(Editor's note: "Read in the Blue Line" normally runs on Wednesdays, but since there's no Enterprise New Year's Day, it's running today.)
One way to build a cabin is to carve the bottom of each new log into the shape of the one below. This joins irregular curves into a plumb and tight-fitting wall. One word for this is "scribing." Another is "coping." In his debut novel, "The Ruby Seat," Joseph Rector builds successfully with both terms.
As a precise and fluid writer, he scribes loss and addiction into the shape of mysticism and forgiveness. His prose is quick, yet observant of both the natural world and the humans that inhabit it.
Rector is also a student of coping - the process of squaring two irregular realities. Rector wrote this novel in the wake of a friend's mortal battle with alcoholism. That despair is the uncut, foundational log of this book. Fitted above it is a sense of abiding peace, inspired by his grandmother.
Rector's central character is an old hermit named Cyril who walks woods paths and meditates by the lake. He builds pack baskets and rows a guideboat and teaches these skills to a girl named Eva. He seems the guardian sage of a fading Adirondack Eden.
Privately, though, Cyril is nightmared by an inky, repulsive past that hints at one of the most basic coping mechanisms - alcohol. It seems, at the start of the novel, that Cyril has all but left that world behind. His present is simple, sharp and as carefully scribed as the interior corners of his hand-built home.
Nearly every male figure in "The Ruby Seat" is an alcoholic or a recovering one: Cyril, Eva's father, their neighbor Datus. Their women are invariably harried, wronged. But the book is not about alcohol. It's about coping through care for a piece of property and attentiveness. Rector threads these stories around craft and presence as an alternative to addiction.
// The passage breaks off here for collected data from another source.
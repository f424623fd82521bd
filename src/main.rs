//! # Mobility Harvester CLI (`harvest`)
//!
//! ## Usage
//!
//! ```bash
//! harvest --config ./config/harvest.toml <command>
//! ```
//!
//! ## Commands
//!
//! | Command | Description |
//! |---------|-------------|
//! | `harvest init` | Create the SQLite database and schema |
//! | `harvest components` | List declared components and the catch-up order |
//! | `harvest collections` | List stored collections with bounds and counts |
//! | `harvest query <collection>` | Print stored items as JSON lines |
//! | `harvest run` | Run collectors, harvesters and handlers until Ctrl-C |
//! | `harvest catch-up` | Bring harvesters up to date in dependency order |
//! | `harvest serve` | Serve handlers only |
//!
//! ## Examples
//!
//! ```bash
//! # Poll feeds and derive trips, serving every handler
//! harvest run --collectors all --harvesters 'stib_*' --handlers all
//!
//! # One poll and one harvest step, then exit
//! harvest run --collectors stib.positions --harvesters stib.trips --now
//!
//! # Raw items of a collection between two timestamps
//! harvest query stib.positions --start 1700000000 --end 1700003600
//! ```

use clap::{Parser, Subcommand};
use std::path::PathBuf;
use tracing_subscriber::EnvFilter;

use mobility_harvester::commands::{self, QueryArgs, RunArgs, ServeArgs};
use mobility_harvester::config;

/// Mobility Harvester: collect, derive and serve public-transport telemetry.
///
/// All commands accept a `--config` flag pointing to a TOML configuration
/// file. Component declarations live in the directory named by
/// `[components].dir`.
#[derive(Parser)]
#[command(
    name = "harvest",
    about = "Collect, derive and serve public-transport telemetry",
    version,
    long_about = "Mobility Harvester polls operator feeds on a schedule, stores every \
    response in a deduplicating time-series store, derives collections such as \
    reconstructed trips in incremental windows, and serves them over HTTP."
)]
struct Cli {
    /// Path to the main configuration file.
    #[arg(long, global = true, default_value = "./config/harvest.toml")]
    config: PathBuf,

    /// Log filter used when RUST_LOG is not set (e.g. `debug`, `mobility_harvester=trace`).
    #[arg(long, global = true, default_value = "info")]
    log_level: String,

    #[command(subcommand)]
    command: Commands,
}

/// Host, port and allow-list overrides for the read-server.
#[derive(clap::Args)]
struct ServeOpts {
    /// Interface to bind, overriding `[server].bind`.
    #[arg(long)]
    host: Option<String>,

    /// Port to bind, overriding `[server].bind`.
    #[arg(long)]
    port: Option<u16>,

    /// Client addresses allowed to query handlers, replacing
    /// `[server].allowed_hosts`.
    #[arg(long, num_args = 1..)]
    allowed_hosts: Vec<String>,
}

impl From<ServeOpts> for ServeArgs {
    fn from(opts: ServeOpts) -> Self {
        ServeArgs {
            host: opts.host,
            port: opts.port,
            allowed_hosts: opts.allowed_hosts,
        }
    }
}

#[derive(Subcommand)]
enum Commands {
    /// Initialize the database schema.
    ///
    /// Creates the SQLite file and the `collections` and `items` tables.
    /// Safe to run multiple times.
    Init,

    /// List declared components.
    ///
    /// Loads and builds the whole component tree, so this doubles as a
    /// configuration check.
    Components,

    /// List stored collections.
    Collections,

    /// Print the items of a collection as JSON lines.
    Query {
        /// Collection name (`file_n` or `file.n`).
        collection: String,

        /// Earliest timestamp, inclusive.
        #[arg(long)]
        start: Option<i64>,

        /// Latest timestamp, inclusive.
        #[arg(long)]
        end: Option<i64>,

        /// Maximum number of items.
        #[arg(long)]
        limit: Option<u32>,

        /// Newest first.
        #[arg(long)]
        desc: bool,
    },

    /// Run the selected components until interrupted.
    ///
    /// Each option takes names, glob patterns, `all` or `*`. Collectors
    /// fire on their schedule, harvesters process windows as soon as they
    /// are ready, and handlers are served over HTTP.
    Run {
        /// Collectors to run.
        #[arg(long, num_args = 1..)]
        collectors: Vec<String>,

        /// Harvesters to run.
        #[arg(long, num_args = 1..)]
        harvesters: Vec<String>,

        /// Handlers to serve.
        #[arg(long, num_args = 1..)]
        handlers: Vec<String>,

        /// Fire each collector once, step each harvester once, then exit.
        #[arg(long)]
        now: bool,

        /// Stop everything on the first collector failure.
        #[arg(long)]
        fail_fast: bool,

        #[command(flatten)]
        serve: ServeOpts,
    },

    /// Bring harvesters up to date, prerequisites first.
    CatchUp {
        /// Harvesters to catch up; all of them when omitted.
        #[arg(long, num_args = 1..)]
        harvesters: Vec<String>,
    },

    /// Serve handlers without running collectors or harvesters.
    Serve {
        /// Handlers to serve; all of them when omitted.
        #[arg(long, num_args = 1..)]
        handlers: Vec<String>,

        #[command(flatten)]
        serve: ServeOpts,
    },
}

#[tokio::main]
async fn main() -> anyhow::Result<()> {
    dotenv::dotenv().ok();

    let cli = Cli::parse();

    tracing_subscriber::fmt()
        .with_env_filter(
            EnvFilter::try_from_default_env().unwrap_or_else(|_| EnvFilter::new(&cli.log_level)),
        )
        .with_writer(std::io::stderr)
        .init();

    let cfg = config::load_config(&cli.config)?;

    match cli.command {
        Commands::Init => commands::init(&cfg).await?,
        Commands::Components => commands::components(&cfg)?,
        Commands::Collections => commands::collections(&cfg).await?,
        Commands::Query {
            collection,
            start,
            end,
            limit,
            desc,
        } => {
            let args = QueryArgs {
                collection,
                start,
                end,
                limit,
                descending: desc,
            };
            commands::query(&cfg, &args).await?;
        }
        Commands::Run {
            collectors,
            harvesters,
            handlers,
            now,
            fail_fast,
            serve,
        } => {
            let args = RunArgs {
                collectors,
                harvesters,
                handlers,
                now,
                fail_fast,
                serve: serve.into(),
            };
            commands::run(&cfg, &args).await?;
        }
        Commands::CatchUp { harvesters } => commands::catch_up(&cfg, &harvesters).await?,
        Commands::Serve { handlers, serve } => {
            commands::serve(&cfg, &handlers, &serve.into()).await?
        }
    }

    Ok(())
}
As a seasonal visitor to the Adirondacks, Eva is adrift while Cyril is anchored. Her family life is uncertain, malleable and unexpected; his is locked in painful memory. From this vantage, Cyril helps Eva interpret her unsettling passage into womanhood.
But Cyril is a spirited old man edging closer and closer to spirit alone. As he prepares for the final uncertainty, he leaves his home and his faith to Eva. Most importantly, he leaves her a language of attentiveness for reading the people, places and events of her world.
Eva uses this language to complete her transfiguration into a woman. She watches her own marriage, her own children, through Cyril's eyes. Like his namesake saint, Cyril's heritage is a new system of letters, of turning the common speech into written scripture. Together, he and Eva embody the letters and sentences of "The Ruby Seat" that unite past and present.
The result is not always seamless. "The Ruby Seat" feels fabular, like a life of the saints, and it sometimes preaches instead of merely describes. Yet it's a calm, hand-hewn meditation on the timbers of mortality and its formless twin, immortality. It is a beautifully imagined book and a hopeful, heartfelt epistle of a better world.
This review reflects the individual view of the reviewer, not the views of the Adirondack Center for Writing or the Enterprise.